KAI-YOU - Original Japanese Date: October 5th, 2015
English Translation Published: May 18th, 2016

Kaoru Oshima is by far the most famous cross-dresser in Japan who recently retired from Japanese AV and now is pursuing a career as a tarento.

(Translator's note: This post is a continuation of a previous entry.)

 

KAI-YOU: What were you doing before you entered the AV industry?
Kaoru Oshima: After high school, I failed my college entrance exams so my time as a ronin was spent doing various part-time jobs like being a bartender. I finally did find full-time work, but it took awhile. However, that company soon went out of business so it was back again to working part-time here and there. I had some unique jobs too: I worked a bit in the office of an online game company and even did a stint at a cross-dressing bar, but as a 'suit boy'.

 

KY: So back then you still were dressing as a man?
KO: Up until I was around 23, my life was almost always spent totally as a man. All my interviews and work was done as a man too. There even was my stint at doing sales for a sports-oriented company.

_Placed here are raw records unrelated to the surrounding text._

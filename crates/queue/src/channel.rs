//! In-process dispatch queue over an unbounded tokio channel.

use async_trait::async_trait;
use tokio::sync::mpsc;
use tracing::debug;

use crate::{DispatchMessage, DispatchQueue, QueueError};

/// Receiving half handed to a worker.
pub type DispatchReceiver = mpsc::UnboundedReceiver<DispatchMessage>;

/// Sending half; cheap to clone and share between cascades.
#[derive(Debug, Clone)]
pub struct ChannelQueue {
    tx: mpsc::UnboundedSender<DispatchMessage>,
}

impl ChannelQueue {
    /// Create a queue and the receiver that drains it.
    pub fn new() -> (Self, DispatchReceiver) {
        let (tx, rx) = mpsc::unbounded_channel();
        (Self { tx }, rx)
    }
}

#[async_trait]
impl DispatchQueue for ChannelQueue {
    async fn push(&self, message: DispatchMessage) -> Result<(), QueueError> {
        debug!(workflow_id = %message.workflow_id, job = %message.job, "dispatching job");
        self.tx.send(message).map_err(|_| QueueError::Closed)
    }
}

#[cfg(test)]
mod tests {
    use super::*;
    use uuid::Uuid;

    #[tokio::test]
    async fn messages_arrive_in_push_order() {
        let (queue, mut rx) = ChannelQueue::new();
        let id = Uuid::new_v4();

        queue.push(DispatchMessage::new(id, "a", "{}")).await.unwrap();
        queue.push(DispatchMessage::new(id, "b", "{}")).await.unwrap();

        assert_eq!(rx.recv().await.unwrap().job, "a");
        assert_eq!(rx.recv().await.unwrap().job, "b");
    }

    #[tokio::test]
    async fn push_after_receiver_dropped_is_closed() {
        let (queue, rx) = ChannelQueue::new();
        drop(rx);

        let err = queue
            .push(DispatchMessage::new(Uuid::new_v4(), "a", "{}"))
            .await
            .unwrap_err();
        assert!(matches!(err, QueueError::Closed));
    }
}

KY: How was working there?

KO: It was good. It was one of the first jobs I had out of high school and it really helped orient me towards working in the real world. However, according to older coworkers, things used to be super strict there. One of the bosses would frequently tap a bamboo sword on the shoulders of lower-ranked employees while they were on sales calls.

Looking back, it was a pretty hectic environment. Mornings began with something like a pep rally along with belting out the company's philosophies along with one's own goals. We also had lots of drinking parties where the same things were said...louder and drunker.

 

KY: What did you belt out?
KO: From this month out I will sell big!

 

KY: And uh...how did you do sales-wise?

KO: So-so. My coworkers already had the big fish so I had to make do with attempting to squeeze sales out of smaller companies. Generally they'd want us selling at least 30 units of product, but I averaged around 10. I never really got past that number and no amount of pressure changed that. It was kind of pointless.

 

KY: It seems like no matter the situation, you come out of it on the positive side. Is this normal for you?
KO: Maybe? I have had a lot of help. For example, I owe the editor-in-chief of the publishing company a great deal of gratitude for all the aid he provided in getting my book published. I'm honestly not that great of a writer—or at least I don't think I am. My first draft was pretty horrible.

But as I turned it in and did some research, it turned out most books written by idols and the like don't sell well. It was his idea to do a photo-essay instead of a text-only publication. He said with my background even regular folk like himself would almost certainly buy a copy.

 

KY: Did the writing process go smoothly?
KO: No, not at all and I don't blame anyone for that. I think before I started to really publicize myself, people thought Kaoru Oshima was just a one-dimensional figure. My goal was to change their views and promote myself more as an icon to cross-dressing and much more. However, putting all that to words in a way people want to read them was very, very difficult.

I mean how do you sum that all up in a way that's readable? Chronologically is most logical, but arranging it while also allowing room for future endeavors to bloom was tough.

My editor was pretty critical of some aspects and wanted me to write in a way that would allow people with similar crises in their life to relate. Some aspects were about myself, but later drafts saw me moving away from an all-about-me approach so it would be more helpful to readers from various walks of life.

I tried not to paint myself in a good light. I know I'm not perfect. I've done some searches on the web to see what people say about me and it's not all nice...but it isn't absolutely terrible either. What I hope for is people to read my work and enjoy it. I hope it makes those who are melancholy happy at least for a bit. Some parts of the book may be direct and even somewhat controversial, but I think it's best not to bury my emotions.